I recently discovered the last Taco Tico in the state of Louisiana; it’s sitting on the side of the road in Kenner, a small town just west of New Orleans.
I had business at Louis Armstrong Airport earlier this week so I scheduled a visit to Taco Tico to see if I could relive the joy of being a kid getting turned onto Mexican food for the first time.
Taco Tico was birthed in Wichita Kansas in 1962 by Dan Foley. A decade later the concern had gained a serious momentum that saw a hundred of the restaurants open all across the United States.
The Taco Tico in Kenner is the last one standing in Louisiana.
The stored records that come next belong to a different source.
//! HTTP server command
//!
//! Opens the store read-only and runs the JSON API until Ctrl+C/SIGTERM.

use std::net::SocketAddr;
use std::path::PathBuf;

use anyhow::{Context, Result};
use clap::Parser;
use pubrec_core::PublicRecord;
use pubrec_server::run_server;

use crate::config::PubrecConfig;

/// Arguments for the serve command
#[derive(Parser, Debug)]
pub struct ServeArgs {
    /// Address to bind to (default: 127.0.0.1:1055)
    #[arg(long, short = 'b')]
    pub bind: Option<SocketAddr>,

    /// Store path (overrides the config file)
    #[arg(long, env = "PUBREC_DB")]
    pub db: Option<PathBuf>,

    /// Directory served for paths outside the API prefix
    #[arg(long)]
    pub static_dir: Option<PathBuf>,

    /// Path the API is mounted under (default: /api)
    #[arg(long)]
    pub prefix: Option<String>,

    /// Log every request
    #[arg(long, short = 'v')]
    pub verbose: bool,

    /// Allow permissive CORS (all origins)
    #[arg(long)]
    pub cors_permissive: bool,
}

/// Run the HTTP server
pub async fn run_serve(args: ServeArgs, config: PubrecConfig) -> Result<()> {
    let store = config.store_with(args.db);

    let mut server = config.server;
    if let Some(bind) = args.bind {
        server.bind_addr = bind;
    }
    if let Some(dir) = args.static_dir {
        server.static_dir = Some(dir);
    }
    if let Some(prefix) = args.prefix {
        server.api_prefix = prefix;
    }
    server.verbose |= args.verbose;
    server.cors_permissive |= args.cors_permissive;

    tracing::info!(db = %store.path.display(), "Opening public record");
    let record = PublicRecord::open(&store)
        .await
        .with_context(|| format!("Failed to open store at {}", store.path.display()))?;

    // Blocks until shutdown
    run_server(record, server).await.context("Server error")?;

    Ok(())
}
//! Shared fixture: a temp-dir SQLite store seeded with a testnet snapshot.

#![allow(dead_code)]

use pubrec_core::db::{create_pool, schema};
use pubrec_core::{PublicRecord, StoreConfig};
use tempfile::TempDir;

pub const SEED: &str = include_str!("../fixtures/seed.sql");

pub const SUN_TXID: &str = "f7800712c20377c2d29680c1aecf2331d6f80f5a44510d30ceb2e30fd5dafdcf";
pub const MIND_TXID: &str = "933c592a1a22b41a9a692aba57da649c91fe32403e8ff7b13f452071aa9820b9";
pub const BANNED_TXID: &str = "b0a1ba6e40d8f35aac526eecbc05d82b2a6d3c8d6a316627f593cbe592a777be";
pub const ENCODED_TXID: &str = "5ed76ba84d4116045df14ecf7a7eca86300a649ef3cbefdd2eeea3f84e1432dc";
pub const NIL_TXID: &str = "126484de57d01ab12ae19dfc7c4eb74087e6abb8e749badecc75d570ad577fa3";
pub const RECENT_TXID: &str = "5df96dcb607701d19f7ae3a5da2708d834df7dc8ff505d74aa27dc82aeb7b3c1";

pub const GENESIS_HASH: &str = "000000000933ea01ad0ee984209779baaec3ced90fa3f408719526f8d77f4943";
pub const MIND_BLOCK: &str = "00000000000016b6ff59b9fffcade68943bb02270b46d2a001054d95c56ca8ad";
pub const EMPTY_BLOCK: &str = "00000000efaee711979fe42e667188e50b1096e4d9cfcbc9a82101336189c2ca";
pub const BANNED_BLOCK: &str = "00000000777213b4fd7c5d5a71b9b52608356c4194203b1b63d1bb0e6141d17d";

pub const MIUD: &str = "miUDcP8obUKPhqkrBrQz57sbSg2Mz1kZXH";
pub const ENCODED_BOARD: &str = "#!~*Enc ded-boÄ&\\/Ӂ";
pub const ENCODED_BOARD_URL: &str = "%23%21~%2AEnc%20ded-bo%C3%84&%5C/%D3%81";

/// Create an empty store with the schema applied. Returns the temp dir so
/// the file outlives the test.
pub async fn empty_store() -> (TempDir, StoreConfig) {
    let dir = tempfile::tempdir().expect("tempdir");
    let config = StoreConfig {
        read_only: false,
        ..StoreConfig::new(dir.path().join("pubrecord.db"))
    };

    let pool = create_pool(&config).await.expect("create pool");
    schema::apply(&pool).await.expect("apply schema");
    pool.close().await;

    (dir, StoreConfig {
        read_only: true,
        ..config
    })
}

/// Run extra SQL against the store behind `config` with a writable pool.
pub async fn execute(config: &StoreConfig, sql: &str) {
    let writable = StoreConfig {
        read_only: false,
        ..config.clone()
    };
    let pool = create_pool(&writable).await.expect("create pool");
    sqlx::raw_sql(sql).execute(&pool).await.expect("execute sql");
    pool.close().await;
}

/// Seeded store opened read-only, the way the server opens it.
pub async fn seeded_record() -> (TempDir, PublicRecord) {
    let (dir, config) = empty_store().await;
    execute(&config, SEED).await;
    let record = PublicRecord::open(&config).await.expect("open record");
    (dir, record)
}
//! Route handlers organized by resource

pub mod aggregates;
pub mod items;
pub mod status;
We pull into the parking lot just after lunch rush. A lone diner is inside enjoying an order of queso and a basket of fried tortilla chips. We order a crispy taco deluxe and a bean and cheese burrito, pay the $2.92 and retire to the dining room.
The bean and cheese burrito is a spot-on duplicate of the one I enjoyed as a child. Same waxy, chewy tortilla; same pureed pinto beans and the same bland yellow cheese. Since I never eat burritos I feel safe in saying this is the best one I’ve had in a long time.
The crispy taco is of similar quality. The carne molida is a fine grind of beef with little flavor, leaving that task to the cheese, sour cream, lettuce and green onions. We sample all four available hot sauces and each one tastes of marinara and little else.
Service is friendly. The lone counter girl hails us as we walk in and hollers “hurry back” as we leave. Would that all food workers in New Orleans were as cordial.
Taco Tico is on hard times. The founder, Dan Foley, passed away back in July (he had long since sold his interest) and the state of Kansas has closed numerous locations due to tax violations. A mighty chain that once saw over a hundred locations has seen it’s empire dwindle down to nearly nothing.
Nowadays when a rural kid is sampling his first bean burrito or crispy taco it’s far more likely that Taco Bell, that odious, fast growing chain, is the purveyor. We’re all slightly diminished by this unfortunate turn of events.